The European Parliament has negotiated an informal deal with the Council to make these works available to the public at large, which will be discussed during the September plenary session. This would pave the way for putting these works online for non-commercial use.

Until now the challenge has been to reconcile the importance of promoting art with the need to protect right holders. Institutions such as museums and libraries have been reluctant to show off the orphan works at their disposal because they fear being hit with legal claims should the right holders turn up after all.

However, the proposed deal has come up with a way out of this dilemma. Public institutions will be allowed to make orphan works available in a digitised form provided they have carried out a thorough and honest attempt to track down the copyright holder. Should the rights holder be identified later, they would still be able to claim compensation for the use made of the work. Still, institutions will not have to worry about being slapped with an inordinate amount as the compensation will take into consideration the actual damage done to the author and the fact that it was for non-commercial use, so any payment is likely to be small.

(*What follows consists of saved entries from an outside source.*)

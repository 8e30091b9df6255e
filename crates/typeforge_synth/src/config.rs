//! Configuration for declaration synthesis.

use std::collections::BTreeMap;
use std::fmt;
use std::str::FromStr;

use serde::{Deserialize, Serialize};
use typeforge_foundation::naming::kebab;
use typeforge_foundation::{Error, Result};

/// GraphQL library the generated code targets.
#[derive(Clone, Copy, Debug, Default, PartialEq, Eq, Hash, Serialize, Deserialize)]
pub enum Dialect {
    /// `@nestjs/graphql`.
    #[default]
    #[serde(rename = "nestjs")]
    NestJs,
    /// `type-graphql`.
    #[serde(rename = "type-graphql")]
    TypeGraphql,
}

impl Dialect {
    /// Returns the package exporting `Field`, the container decorator, `Int` and `Float`.
    #[must_use]
    pub const fn package(self) -> &'static str {
        match self {
            Self::NestJs => "@nestjs/graphql",
            Self::TypeGraphql => "type-graphql",
        }
    }

    /// Returns the option spelling.
    #[must_use]
    pub const fn as_str(self) -> &'static str {
        match self {
            Self::NestJs => "nestjs",
            Self::TypeGraphql => "type-graphql",
        }
    }
}

impl FromStr for Dialect {
    type Err = Error;

    fn from_str(s: &str) -> Result<Self> {
        match s {
            "nestjs" => Ok(Self::NestJs),
            "type-graphql" => Ok(Self::TypeGraphql),
            _ => Err(Error::invalid_option("dialect", s)),
        }
    }
}

impl fmt::Display for Dialect {
    fn fmt(&self, f: &mut fmt::Formatter<'_>) -> fmt::Result {
        f.write_str(self.as_str())
    }
}

/// How nullable properties are expressed.
#[derive(Clone, Copy, Debug, Default, PartialEq, Eq, Hash, Serialize, Deserialize)]
#[serde(rename_all = "lowercase")]
pub enum NullableStyle {
    /// Append `| null` to the declared type.
    #[default]
    Union,
    /// Rely on the optionality marker only.
    Optional,
}

impl FromStr for NullableStyle {
    type Err = Error;

    fn from_str(s: &str) -> Result<Self> {
        match s {
            "union" => Ok(Self::Union),
            "optional" => Ok(Self::Optional),
            _ => Err(Error::invalid_option("nullableStyle", s)),
        }
    }
}

/// File naming convention for generated modules.
#[derive(Clone, Copy, Debug, Default, PartialEq, Eq, Hash, Serialize, Deserialize)]
#[serde(rename_all = "lowercase")]
pub enum FileCase {
    /// The symbol name as written (`./StringFilter.input`, `./APIKey.input`).
    #[default]
    Pascal,
    /// `./string-filter.input`.
    Kebab,
}

impl FileCase {
    /// Converts a symbol name to a file stem.
    #[must_use]
    pub fn apply(self, name: &str) -> String {
        match self {
            Self::Pascal => name.to_owned(),
            Self::Kebab => kebab(name),
        }
    }
}

impl FromStr for FileCase {
    type Err = Error;

    fn from_str(s: &str) -> Result<Self> {
        match s {
            "pascal" => Ok(Self::Pascal),
            "kebab" => Ok(Self::Kebab),
            _ => Err(Error::invalid_option("fileCase", s)),
        }
    }
}

/// Options controlling the shape of generated declarations.
#[derive(Clone, Debug, PartialEq, Eq, Serialize, Deserialize)]
#[serde(rename_all = "camelCase", default)]
pub struct GeneratorConfig {
    /// Target GraphQL library.
    pub dialect: Dialect,

    /// How nullable properties are expressed.
    pub nullable_style: NullableStyle,

    /// Update inputs take bare values only, without atomic operation inputs.
    pub no_atomic_operations: bool,

    /// File naming convention for generated modules.
    pub file_case: FileCase,

    /// Package of the database client; runtime symbols import from `<pkg>/runtime/library`.
    pub prisma_client_import: String,

    /// Container decorator applied to every declaration.
    pub decorator: String,

    /// Every option as supplied, documented or not.
    #[serde(skip)]
    pub options: BTreeMap<String, String>,
}

impl Default for GeneratorConfig {
    fn default() -> Self {
        Self {
            dialect: Dialect::NestJs,
            nullable_style: NullableStyle::Union,
            no_atomic_operations: true,
            file_case: FileCase::Pascal,
            prisma_client_import: "@prisma/client".to_owned(),
            decorator: "InputType".to_owned(),
            options: BTreeMap::new(),
        }
    }
}

fn parse_bool(key: &str, value: &str) -> Result<bool> {
    match value {
        "true" => Ok(true),
        "false" => Ok(false),
        _ => Err(Error::invalid_option(key, value)),
    }
}

impl GeneratorConfig {
    /// Builds a configuration from raw key/value options.
    ///
    /// Documented keys are parsed and validated; every key, including
    /// unknown ones, is kept unmodified in [`GeneratorConfig::options`].
    pub fn from_options<I, K, V>(options: I) -> Result<Self>
    where
        I: IntoIterator<Item = (K, V)>,
        K: Into<String>,
        V: Into<String>,
    {
        let mut config = Self::default();
        for (key, value) in options {
            let (key, value) = (key.into(), value.into());
            match key.as_str() {
                "dialect" => config.dialect = value.parse()?,
                "nullableStyle" => config.nullable_style = value.parse()?,
                "noAtomicOperations" => config.no_atomic_operations = parse_bool(&key, &value)?,
                "fileCase" => config.file_case = value.parse()?,
                "prismaClientImport" => config.prisma_client_import.clone_from(&value),
                "decorator" => config.decorator.clone_from(&value),
                _ => {}
            }
            config.options.insert(key, value);
        }
        Ok(config)
    }

    /// Decodes a JSON object of options.
    pub fn from_json(json: &str) -> Result<Self> {
        let map: BTreeMap<String, serde_json::Value> =
            serde_json::from_str(json).map_err(|e| Error::parse(e.to_string()))?;
        Self::from_options(map.into_iter().map(|(key, value)| {
            let text = match value {
                serde_json::Value::String(s) => s,
                other => other.to_string(),
            };
            (key, text)
        }))
    }

    /// Creates a configuration targeting `type-graphql`.
    #[must_use]
    pub fn type_graphql() -> Self {
        Self {
            dialect: Dialect::TypeGraphql,
            ..Self::default()
        }
    }

    /// Creates a configuration with atomic update operations enabled.
    #[must_use]
    pub fn atomic() -> Self {
        Self {
            no_atomic_operations: false,
            ..Self::default()
        }
    }

    /// Returns a raw option as supplied.
    #[must_use]
    pub fn option(&self, key: &str) -> Option<&str> {
        self.options.get(key).map(String::as_str)
    }

    /// Returns true if nullable properties append `| null`.
    #[must_use]
    pub fn null_in_union(&self) -> bool {
        self.nullable_style == NullableStyle::Union
    }

    /// Builder method to set the dialect.
    #[must_use]
    pub fn with_dialect(mut self, dialect: Dialect) -> Self {
        self.dialect = dialect;
        self
    }

    /// Builder method to set the nullable style.
    #[must_use]
    pub fn with_nullable_style(mut self, style: NullableStyle) -> Self {
        self.nullable_style = style;
        self
    }

    /// Builder method to enable/disable atomic update operations.
    #[must_use]
    pub fn with_atomic_operations(mut self, enabled: bool) -> Self {
        self.no_atomic_operations = !enabled;
        self
    }

    /// Builder method to set the file naming convention.
    #[must_use]
    pub fn with_file_case(mut self, case: FileCase) -> Self {
        self.file_case = case;
        self
    }

    /// Builder method to set the database client package.
    #[must_use]
    pub fn with_prisma_client_import(mut self, package: impl Into<String>) -> Self {
        self.prisma_client_import = package.into();
        self
    }

    /// Builder method to set the container decorator.
    #[must_use]
    pub fn with_decorator(mut self, decorator: impl Into<String>) -> Self {
        self.decorator = decorator.into();
        self
    }
}
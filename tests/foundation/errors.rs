//! Integration tests for Error types
//!
//! Tests error construction, display, context, and error kinds.

use typeforge_foundation::{Error, ErrorContext, ErrorKind, LookupKind};

// =============================================================================
// Error Construction
// =============================================================================

#[test]
fn error_unmapped() {
    let err = Error::unmapped("(Json, atomicUpdate, list)");
    assert!(matches!(err.kind, ErrorKind::UnmappedCombination(_)));
    let msg = format!("{err}");
    assert!(msg.contains("Json"));
}

#[test]
fn error_unresolved_relation() {
    let err = Error::unresolved_relation("author", "User");
    assert_eq!(
        err.kind,
        ErrorKind::UnresolvedRelationTarget {
            field: "author".into(),
            target: "User".into(),
        }
    );
    let msg = format!("{err}");
    assert!(msg.contains("author"));
    assert!(msg.contains("User"));
}

#[test]
fn error_unresolved_enum() {
    let err = Error::unresolved_enum("role", "Role");
    assert!(matches!(err.kind, ErrorKind::UnresolvedEnumTarget { .. }));
    assert!(format!("{err}").contains("Role"));
}

#[test]
fn error_invalid_option() {
    let err = Error::invalid_option("fileCase", "snake");
    let msg = format!("{err}");
    assert!(msg.contains("fileCase"));
    assert!(msg.contains("snake"));
}

#[test]
fn error_not_found_is_not_found() {
    assert!(Error::not_found(LookupKind::Model, "User").is_not_found());
    assert!(!Error::parse("bad").is_not_found());
}

// =============================================================================
// Error Context
// =============================================================================

#[test]
fn error_display_without_context() {
    let err = Error::not_found(LookupKind::Model, "Post");
    assert_eq!(format!("{err}"), "model not found: Post");
}

#[test]
fn error_display_with_declaration_only() {
    let err = Error::conflicting_import("Decimal", "./Decimal.enum", "@prisma/client/runtime/library")
        .with_context(ErrorContext::new().with_declaration("PriceCreateInput"));
    assert!(format!("{err}").ends_with("(in PriceCreateInput)"));
}

#[test]
fn empty_context_adds_nothing() {
    let err = Error::parse("eof").with_context(ErrorContext::new());
    assert_eq!(format!("{err}"), "parse error: eof");
}

#[test]
fn errors_compare_by_kind_and_context() {
    let a = Error::unmapped("k").with_context(ErrorContext::new().with_field("f"));
    let b = Error::unmapped("k").with_context(ErrorContext::new().with_field("f"));
    assert_eq!(a, b);
    assert_ne!(a, Error::unmapped("k"));
}
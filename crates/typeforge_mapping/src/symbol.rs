//! Symbols referenced by generated declarations.

use std::fmt;

use serde::Serialize;

use crate::catalog::CatalogEntry;

/// Where a referenced symbol is declared.
#[derive(Clone, Copy, Debug, PartialEq, Eq, Hash, Serialize)]
#[serde(rename_all = "camelCase")]
pub enum SymbolOrigin {
    /// Part of the host language or GraphQL runtime; never imported.
    Builtin,
    /// Exported by the GraphQL dialect package (`Field`, `InputType`, `Int`, `Float`).
    Dialect,
    /// Exported by a fixed third-party package.
    Package(&'static str),
    /// Exported by the database client runtime (`Decimal`).
    ClientRuntime,
    /// Another generated input declaration.
    Input,
    /// A generated enum declaration.
    Enum,
}

impl SymbolOrigin {
    /// Returns true if referencing the symbol needs an import.
    #[must_use]
    pub const fn needs_import(self) -> bool {
        !matches!(self, Self::Builtin)
    }
}

/// A named symbol and where it comes from.
#[derive(Clone, Debug, PartialEq, Eq, Hash, Serialize)]
pub struct Symbol {
    /// Symbol name as written in generated code.
    pub name: String,
    /// Declaring location.
    pub origin: SymbolOrigin,
    /// The catalog filter declaration this symbol names, if any.
    #[serde(skip)]
    pub entry: Option<CatalogEntry>,
}

impl Symbol {
    /// Creates a symbol with no catalog entry.
    #[must_use]
    pub fn new(name: impl Into<String>, origin: SymbolOrigin) -> Self {
        Self {
            name: name.into(),
            origin,
            entry: None,
        }
    }

    /// Creates the symbol naming a catalog declaration.
    #[must_use]
    pub fn catalog(entry: CatalogEntry) -> Self {
        Self {
            name: entry.name(),
            origin: SymbolOrigin::Input,
            entry: Some(entry),
        }
    }
}

impl fmt::Display for Symbol {
    fn fmt(&self, f: &mut fmt::Formatter<'_>) -> fmt::Result {
        f.write_str(&self.name)
    }
}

There has also been a proposal by MEPs to allow the institutions involved to amass some income from the use of an orphan work, for example by selling related goods. This could contribute towards the cost of the search and the digitisation process.

Although there is a deal on the table, it still has to be approved by the Parliament and Council. Not all MEPs are necessarily convinced this is the best way to make European cultural heritage more widely available.

Nevertheless, if a decision can be made on orphan works, who knows what hidden gems could be unearthed? Perhaps this potential gold rush could lead to a new William Shakespeare being uncovered.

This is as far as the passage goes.